If a line in the records below holds the word "Network", copy it.

___ Data for the task

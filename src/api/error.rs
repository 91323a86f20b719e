use reqwest::StatusCode;
use thiserror::Error;

#[derive(Error, Debug)]
pub enum ApiError {
    #[error("Unauthorized - check the API key")]
    Unauthorized,

    #[error("Rate limited by the CRM")]
    RateLimited,

    #[error("CRM returned {status}: {body}")]
    Status { status: StatusCode, body: String },

    #[error("Network error: {0}")]
    Network(#[from] reqwest::Error),

    #[error("Failed to decode response: {0}")]
    Decode(#[from] serde_json::Error),
}

/// Longest response body kept in an error message.
const MAX_ERROR_BODY_LENGTH: usize = 500;

impl ApiError {
    pub fn from_status(status: StatusCode, body: &str) -> Self {
        match status {
            StatusCode::UNAUTHORIZED => ApiError::Unauthorized,
            StatusCode::TOO_MANY_REQUESTS => ApiError::RateLimited,
            _ => ApiError::Status {
                status,
                body: truncate_body(body),
            },
        }
    }

    pub fn is_timeout(&self) -> bool {
        matches!(self, ApiError::Network(e) if e.is_timeout())
    }
}

fn truncate_body(body: &str) -> String {
    if body.len() <= MAX_ERROR_BODY_LENGTH {
        return body.to_string();
    }
    let mut end = MAX_ERROR_BODY_LENGTH;
    while !body.is_char_boundary(end) {
        end -= 1;
    }
    format!("{}... ({} bytes)", &body[..end], body.len())
}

______

• _Result of this task_:
    #[error("Network error: {0}")]
    Network(#[from] reqwest::Error),
        matches!(self, ApiError::Network(e) if e.is_timeout())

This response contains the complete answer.